### What is expected
Show each line of the data below that has the string "Length" in it.

### Data section
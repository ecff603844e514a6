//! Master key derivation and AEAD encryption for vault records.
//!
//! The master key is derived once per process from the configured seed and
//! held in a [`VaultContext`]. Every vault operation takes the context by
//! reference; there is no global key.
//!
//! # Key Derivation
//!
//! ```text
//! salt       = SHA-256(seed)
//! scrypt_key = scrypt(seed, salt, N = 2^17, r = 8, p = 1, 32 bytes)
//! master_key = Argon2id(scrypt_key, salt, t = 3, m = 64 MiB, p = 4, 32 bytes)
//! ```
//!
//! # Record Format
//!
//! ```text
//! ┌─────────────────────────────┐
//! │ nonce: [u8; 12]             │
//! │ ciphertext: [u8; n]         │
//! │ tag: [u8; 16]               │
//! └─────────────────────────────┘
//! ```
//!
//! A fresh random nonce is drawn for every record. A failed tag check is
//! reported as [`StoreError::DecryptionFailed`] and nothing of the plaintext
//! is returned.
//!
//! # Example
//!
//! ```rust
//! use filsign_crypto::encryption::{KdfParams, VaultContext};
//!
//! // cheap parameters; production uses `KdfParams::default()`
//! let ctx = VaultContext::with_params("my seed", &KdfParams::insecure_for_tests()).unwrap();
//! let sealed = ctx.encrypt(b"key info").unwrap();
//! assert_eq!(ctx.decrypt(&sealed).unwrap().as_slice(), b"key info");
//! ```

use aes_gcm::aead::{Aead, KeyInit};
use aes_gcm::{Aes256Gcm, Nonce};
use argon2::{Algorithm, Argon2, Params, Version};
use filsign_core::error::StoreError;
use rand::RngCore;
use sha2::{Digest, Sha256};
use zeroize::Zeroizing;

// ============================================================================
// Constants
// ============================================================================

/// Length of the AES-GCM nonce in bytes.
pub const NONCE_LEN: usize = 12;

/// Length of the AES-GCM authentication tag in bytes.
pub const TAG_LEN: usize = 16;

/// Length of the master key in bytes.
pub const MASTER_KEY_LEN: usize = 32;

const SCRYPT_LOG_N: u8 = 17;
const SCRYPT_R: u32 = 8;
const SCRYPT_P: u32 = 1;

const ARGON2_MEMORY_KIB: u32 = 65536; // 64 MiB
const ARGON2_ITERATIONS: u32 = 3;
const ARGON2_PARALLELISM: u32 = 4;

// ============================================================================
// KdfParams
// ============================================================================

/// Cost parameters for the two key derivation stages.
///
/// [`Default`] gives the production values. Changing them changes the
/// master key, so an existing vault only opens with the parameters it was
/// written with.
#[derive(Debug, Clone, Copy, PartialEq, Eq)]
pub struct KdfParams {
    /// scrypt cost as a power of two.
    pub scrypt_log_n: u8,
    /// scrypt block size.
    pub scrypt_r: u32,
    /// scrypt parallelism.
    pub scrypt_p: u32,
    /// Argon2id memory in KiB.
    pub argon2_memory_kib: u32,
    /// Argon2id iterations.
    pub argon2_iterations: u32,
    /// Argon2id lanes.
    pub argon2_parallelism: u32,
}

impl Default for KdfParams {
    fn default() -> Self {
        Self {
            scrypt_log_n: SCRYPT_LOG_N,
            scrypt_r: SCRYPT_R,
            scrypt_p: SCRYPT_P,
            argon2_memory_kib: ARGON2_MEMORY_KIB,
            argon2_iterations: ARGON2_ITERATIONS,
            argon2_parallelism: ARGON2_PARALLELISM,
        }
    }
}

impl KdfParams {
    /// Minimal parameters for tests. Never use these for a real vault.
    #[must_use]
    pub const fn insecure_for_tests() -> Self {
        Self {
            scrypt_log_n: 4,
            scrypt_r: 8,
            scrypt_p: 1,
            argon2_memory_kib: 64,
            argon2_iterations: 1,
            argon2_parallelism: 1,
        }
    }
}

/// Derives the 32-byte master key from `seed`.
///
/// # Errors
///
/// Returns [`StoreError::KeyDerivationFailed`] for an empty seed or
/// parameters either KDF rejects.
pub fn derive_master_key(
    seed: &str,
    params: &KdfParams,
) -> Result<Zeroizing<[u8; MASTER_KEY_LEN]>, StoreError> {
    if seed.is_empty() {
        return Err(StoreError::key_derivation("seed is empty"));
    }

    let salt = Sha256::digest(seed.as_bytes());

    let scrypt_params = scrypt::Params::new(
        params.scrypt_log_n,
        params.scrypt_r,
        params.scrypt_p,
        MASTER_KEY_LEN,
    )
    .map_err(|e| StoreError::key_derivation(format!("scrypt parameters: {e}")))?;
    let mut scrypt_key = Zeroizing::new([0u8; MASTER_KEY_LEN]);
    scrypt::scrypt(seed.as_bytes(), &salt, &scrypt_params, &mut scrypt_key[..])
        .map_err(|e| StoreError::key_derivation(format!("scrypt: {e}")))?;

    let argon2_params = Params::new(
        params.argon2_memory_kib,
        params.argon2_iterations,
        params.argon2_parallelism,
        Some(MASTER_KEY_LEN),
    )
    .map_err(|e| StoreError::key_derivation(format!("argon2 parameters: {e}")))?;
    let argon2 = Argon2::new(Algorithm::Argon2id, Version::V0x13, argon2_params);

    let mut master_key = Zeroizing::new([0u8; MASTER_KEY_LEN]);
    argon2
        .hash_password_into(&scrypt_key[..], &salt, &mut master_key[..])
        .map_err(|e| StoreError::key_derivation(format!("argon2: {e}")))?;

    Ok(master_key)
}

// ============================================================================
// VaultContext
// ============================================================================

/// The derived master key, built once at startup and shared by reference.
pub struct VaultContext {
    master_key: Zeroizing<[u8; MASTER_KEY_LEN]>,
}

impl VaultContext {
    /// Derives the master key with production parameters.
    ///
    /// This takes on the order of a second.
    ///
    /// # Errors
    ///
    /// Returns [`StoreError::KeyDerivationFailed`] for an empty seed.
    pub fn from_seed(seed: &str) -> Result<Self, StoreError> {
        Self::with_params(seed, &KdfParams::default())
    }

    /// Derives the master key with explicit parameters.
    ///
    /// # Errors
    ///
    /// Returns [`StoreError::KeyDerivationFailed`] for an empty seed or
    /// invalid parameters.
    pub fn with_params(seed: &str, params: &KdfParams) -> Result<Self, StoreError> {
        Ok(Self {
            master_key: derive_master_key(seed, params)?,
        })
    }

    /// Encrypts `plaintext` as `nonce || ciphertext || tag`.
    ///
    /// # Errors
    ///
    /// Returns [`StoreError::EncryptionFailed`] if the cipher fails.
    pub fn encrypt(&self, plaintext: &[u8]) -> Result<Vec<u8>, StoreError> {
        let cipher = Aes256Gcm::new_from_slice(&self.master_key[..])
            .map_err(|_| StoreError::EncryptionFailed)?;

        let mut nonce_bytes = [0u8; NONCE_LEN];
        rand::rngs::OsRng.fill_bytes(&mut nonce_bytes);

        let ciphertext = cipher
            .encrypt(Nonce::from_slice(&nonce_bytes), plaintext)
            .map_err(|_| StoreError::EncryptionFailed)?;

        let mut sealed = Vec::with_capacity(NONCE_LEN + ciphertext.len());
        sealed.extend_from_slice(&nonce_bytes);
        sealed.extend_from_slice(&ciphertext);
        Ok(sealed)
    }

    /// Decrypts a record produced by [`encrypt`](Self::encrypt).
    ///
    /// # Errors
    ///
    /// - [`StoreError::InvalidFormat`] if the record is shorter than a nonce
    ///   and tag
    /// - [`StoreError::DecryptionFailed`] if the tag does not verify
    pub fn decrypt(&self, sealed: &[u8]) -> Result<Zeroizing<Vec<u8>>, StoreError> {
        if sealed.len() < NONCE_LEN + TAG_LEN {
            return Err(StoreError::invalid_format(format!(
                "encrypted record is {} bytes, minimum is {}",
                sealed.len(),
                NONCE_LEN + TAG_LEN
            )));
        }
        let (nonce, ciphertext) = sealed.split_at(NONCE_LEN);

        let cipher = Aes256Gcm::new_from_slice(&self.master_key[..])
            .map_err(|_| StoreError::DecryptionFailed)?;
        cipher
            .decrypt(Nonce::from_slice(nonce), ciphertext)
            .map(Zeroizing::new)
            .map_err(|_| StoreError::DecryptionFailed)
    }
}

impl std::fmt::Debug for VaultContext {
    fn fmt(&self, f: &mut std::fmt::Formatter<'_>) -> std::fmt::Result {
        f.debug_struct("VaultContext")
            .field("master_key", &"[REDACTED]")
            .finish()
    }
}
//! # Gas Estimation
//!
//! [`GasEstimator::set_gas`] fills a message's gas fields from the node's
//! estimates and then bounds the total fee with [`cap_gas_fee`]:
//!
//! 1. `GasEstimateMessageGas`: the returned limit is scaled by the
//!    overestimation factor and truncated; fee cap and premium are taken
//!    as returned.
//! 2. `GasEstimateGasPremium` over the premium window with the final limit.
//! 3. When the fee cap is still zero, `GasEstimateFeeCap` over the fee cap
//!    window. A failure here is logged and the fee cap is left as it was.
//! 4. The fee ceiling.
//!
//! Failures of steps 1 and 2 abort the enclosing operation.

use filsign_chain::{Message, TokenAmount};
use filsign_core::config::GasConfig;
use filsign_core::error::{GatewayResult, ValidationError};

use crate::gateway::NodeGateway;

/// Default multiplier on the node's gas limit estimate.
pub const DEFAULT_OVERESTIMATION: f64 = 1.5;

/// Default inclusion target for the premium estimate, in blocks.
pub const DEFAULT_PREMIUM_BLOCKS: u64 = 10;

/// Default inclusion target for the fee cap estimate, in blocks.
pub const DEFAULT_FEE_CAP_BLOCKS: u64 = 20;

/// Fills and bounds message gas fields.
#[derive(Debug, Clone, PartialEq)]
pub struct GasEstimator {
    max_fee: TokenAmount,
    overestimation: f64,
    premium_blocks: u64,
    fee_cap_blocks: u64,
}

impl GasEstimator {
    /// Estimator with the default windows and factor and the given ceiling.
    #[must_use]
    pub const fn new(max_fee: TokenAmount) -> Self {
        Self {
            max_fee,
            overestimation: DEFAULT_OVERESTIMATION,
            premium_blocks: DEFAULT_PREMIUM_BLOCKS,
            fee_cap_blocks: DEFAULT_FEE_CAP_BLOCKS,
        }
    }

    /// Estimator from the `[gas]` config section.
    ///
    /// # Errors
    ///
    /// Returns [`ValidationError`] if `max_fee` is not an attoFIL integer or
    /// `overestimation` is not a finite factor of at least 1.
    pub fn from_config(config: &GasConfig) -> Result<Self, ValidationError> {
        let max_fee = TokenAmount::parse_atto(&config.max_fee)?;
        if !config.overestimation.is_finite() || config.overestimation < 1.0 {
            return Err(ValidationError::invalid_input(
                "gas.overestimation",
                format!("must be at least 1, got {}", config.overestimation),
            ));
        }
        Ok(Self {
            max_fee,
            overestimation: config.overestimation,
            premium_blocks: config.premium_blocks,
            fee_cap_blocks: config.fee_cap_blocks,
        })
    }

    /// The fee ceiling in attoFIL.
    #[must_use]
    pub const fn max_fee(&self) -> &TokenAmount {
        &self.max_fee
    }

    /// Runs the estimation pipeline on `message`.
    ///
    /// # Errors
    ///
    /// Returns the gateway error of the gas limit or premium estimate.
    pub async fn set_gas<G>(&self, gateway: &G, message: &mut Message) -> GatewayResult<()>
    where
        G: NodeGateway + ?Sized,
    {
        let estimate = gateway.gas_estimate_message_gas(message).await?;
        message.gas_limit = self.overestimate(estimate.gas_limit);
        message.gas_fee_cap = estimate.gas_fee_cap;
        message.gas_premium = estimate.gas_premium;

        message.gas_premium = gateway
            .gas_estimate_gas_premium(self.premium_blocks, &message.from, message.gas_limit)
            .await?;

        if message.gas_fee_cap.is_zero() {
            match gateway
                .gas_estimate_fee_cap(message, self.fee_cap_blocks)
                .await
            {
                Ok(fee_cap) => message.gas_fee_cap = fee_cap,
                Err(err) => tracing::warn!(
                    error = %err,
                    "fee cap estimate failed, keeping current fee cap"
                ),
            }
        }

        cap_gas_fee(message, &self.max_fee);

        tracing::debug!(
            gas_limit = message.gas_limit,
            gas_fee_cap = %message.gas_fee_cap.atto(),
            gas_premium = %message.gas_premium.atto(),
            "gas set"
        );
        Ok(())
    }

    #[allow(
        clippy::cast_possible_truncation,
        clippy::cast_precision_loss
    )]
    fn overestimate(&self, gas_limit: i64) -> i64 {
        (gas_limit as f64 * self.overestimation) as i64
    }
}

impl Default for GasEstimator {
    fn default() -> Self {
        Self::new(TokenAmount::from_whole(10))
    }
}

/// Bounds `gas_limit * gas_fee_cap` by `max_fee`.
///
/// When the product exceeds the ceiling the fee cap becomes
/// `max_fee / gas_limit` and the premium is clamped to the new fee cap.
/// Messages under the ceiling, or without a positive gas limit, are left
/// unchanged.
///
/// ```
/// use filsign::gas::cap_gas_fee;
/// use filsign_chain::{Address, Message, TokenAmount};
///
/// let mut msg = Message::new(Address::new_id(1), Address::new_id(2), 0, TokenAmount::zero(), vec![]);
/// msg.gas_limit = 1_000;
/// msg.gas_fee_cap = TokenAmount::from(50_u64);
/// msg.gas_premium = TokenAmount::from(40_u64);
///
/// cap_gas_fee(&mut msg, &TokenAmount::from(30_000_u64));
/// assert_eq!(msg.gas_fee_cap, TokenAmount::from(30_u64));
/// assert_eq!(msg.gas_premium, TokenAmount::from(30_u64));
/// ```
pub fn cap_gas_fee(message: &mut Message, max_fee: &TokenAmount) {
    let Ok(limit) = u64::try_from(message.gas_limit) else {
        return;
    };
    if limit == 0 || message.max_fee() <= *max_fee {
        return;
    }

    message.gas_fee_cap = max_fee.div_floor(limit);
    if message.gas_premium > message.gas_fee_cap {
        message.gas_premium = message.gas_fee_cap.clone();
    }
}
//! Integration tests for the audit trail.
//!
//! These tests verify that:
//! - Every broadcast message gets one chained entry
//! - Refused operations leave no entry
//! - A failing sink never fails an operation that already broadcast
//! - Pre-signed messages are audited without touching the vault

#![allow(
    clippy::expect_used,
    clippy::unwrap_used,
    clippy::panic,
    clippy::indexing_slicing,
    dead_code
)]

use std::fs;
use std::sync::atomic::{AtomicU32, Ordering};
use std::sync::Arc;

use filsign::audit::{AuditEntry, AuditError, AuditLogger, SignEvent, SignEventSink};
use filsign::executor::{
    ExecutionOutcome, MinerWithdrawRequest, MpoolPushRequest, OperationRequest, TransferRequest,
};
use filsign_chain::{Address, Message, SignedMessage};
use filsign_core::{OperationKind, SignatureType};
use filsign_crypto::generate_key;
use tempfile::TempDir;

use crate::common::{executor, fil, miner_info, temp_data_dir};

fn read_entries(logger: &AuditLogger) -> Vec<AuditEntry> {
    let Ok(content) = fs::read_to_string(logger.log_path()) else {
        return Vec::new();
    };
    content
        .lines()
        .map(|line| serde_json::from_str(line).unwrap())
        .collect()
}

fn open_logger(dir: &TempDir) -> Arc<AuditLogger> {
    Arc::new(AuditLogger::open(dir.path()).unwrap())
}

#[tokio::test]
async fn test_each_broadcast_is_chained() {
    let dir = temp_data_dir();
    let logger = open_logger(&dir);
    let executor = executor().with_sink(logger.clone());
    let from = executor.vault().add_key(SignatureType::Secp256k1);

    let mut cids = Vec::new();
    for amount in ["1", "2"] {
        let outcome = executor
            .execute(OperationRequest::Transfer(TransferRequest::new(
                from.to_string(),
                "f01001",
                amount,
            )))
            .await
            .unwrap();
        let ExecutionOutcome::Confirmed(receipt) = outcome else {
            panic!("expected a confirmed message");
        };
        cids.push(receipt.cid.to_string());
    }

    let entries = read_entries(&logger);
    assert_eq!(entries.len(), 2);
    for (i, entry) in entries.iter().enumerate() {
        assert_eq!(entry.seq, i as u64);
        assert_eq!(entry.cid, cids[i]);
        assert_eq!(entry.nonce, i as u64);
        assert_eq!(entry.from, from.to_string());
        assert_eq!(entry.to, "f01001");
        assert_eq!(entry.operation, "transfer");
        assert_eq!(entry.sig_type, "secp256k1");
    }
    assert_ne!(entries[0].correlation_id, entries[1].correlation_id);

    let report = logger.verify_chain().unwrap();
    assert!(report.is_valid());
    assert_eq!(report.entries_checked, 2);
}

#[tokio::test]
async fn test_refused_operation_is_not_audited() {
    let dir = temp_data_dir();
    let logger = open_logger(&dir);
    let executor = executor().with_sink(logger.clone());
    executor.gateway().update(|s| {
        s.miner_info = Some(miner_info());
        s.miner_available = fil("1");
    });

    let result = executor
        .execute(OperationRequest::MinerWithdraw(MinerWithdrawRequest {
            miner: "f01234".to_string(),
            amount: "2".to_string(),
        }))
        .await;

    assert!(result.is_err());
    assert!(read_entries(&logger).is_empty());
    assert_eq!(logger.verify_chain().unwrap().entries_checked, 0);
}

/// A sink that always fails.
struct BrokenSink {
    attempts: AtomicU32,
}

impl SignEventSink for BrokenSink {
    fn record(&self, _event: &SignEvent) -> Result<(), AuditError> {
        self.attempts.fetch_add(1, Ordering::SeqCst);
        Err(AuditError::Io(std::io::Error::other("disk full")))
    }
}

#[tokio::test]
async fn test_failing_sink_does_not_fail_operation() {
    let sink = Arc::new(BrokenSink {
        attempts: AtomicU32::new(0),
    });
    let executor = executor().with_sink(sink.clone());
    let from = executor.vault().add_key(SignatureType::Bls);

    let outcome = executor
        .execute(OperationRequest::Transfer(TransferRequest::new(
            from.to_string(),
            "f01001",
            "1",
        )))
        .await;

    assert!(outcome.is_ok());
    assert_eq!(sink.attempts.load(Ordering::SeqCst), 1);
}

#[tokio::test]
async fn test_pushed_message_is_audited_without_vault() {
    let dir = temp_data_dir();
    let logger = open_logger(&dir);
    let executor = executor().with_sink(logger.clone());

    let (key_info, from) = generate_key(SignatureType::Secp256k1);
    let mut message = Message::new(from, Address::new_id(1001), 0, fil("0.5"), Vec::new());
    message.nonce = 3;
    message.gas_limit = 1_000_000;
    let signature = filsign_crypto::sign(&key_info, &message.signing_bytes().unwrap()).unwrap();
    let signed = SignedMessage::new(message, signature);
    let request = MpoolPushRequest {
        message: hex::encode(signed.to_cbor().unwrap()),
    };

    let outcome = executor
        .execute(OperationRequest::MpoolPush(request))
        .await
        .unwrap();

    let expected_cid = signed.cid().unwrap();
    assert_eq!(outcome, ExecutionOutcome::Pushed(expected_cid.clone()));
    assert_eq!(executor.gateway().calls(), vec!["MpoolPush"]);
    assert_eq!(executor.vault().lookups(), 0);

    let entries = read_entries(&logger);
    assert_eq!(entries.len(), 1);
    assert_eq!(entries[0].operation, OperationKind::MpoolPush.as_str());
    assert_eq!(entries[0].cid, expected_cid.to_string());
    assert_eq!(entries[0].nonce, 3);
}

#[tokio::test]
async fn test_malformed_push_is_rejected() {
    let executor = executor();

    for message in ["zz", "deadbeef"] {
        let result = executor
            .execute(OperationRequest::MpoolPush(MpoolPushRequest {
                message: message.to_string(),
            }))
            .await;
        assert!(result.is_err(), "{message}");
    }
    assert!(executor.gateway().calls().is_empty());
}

### The completed task
/// Length of the AES-GCM nonce in bytes.
/// Length of the AES-GCM authentication tag in bytes.
/// Length of the master key in bytes.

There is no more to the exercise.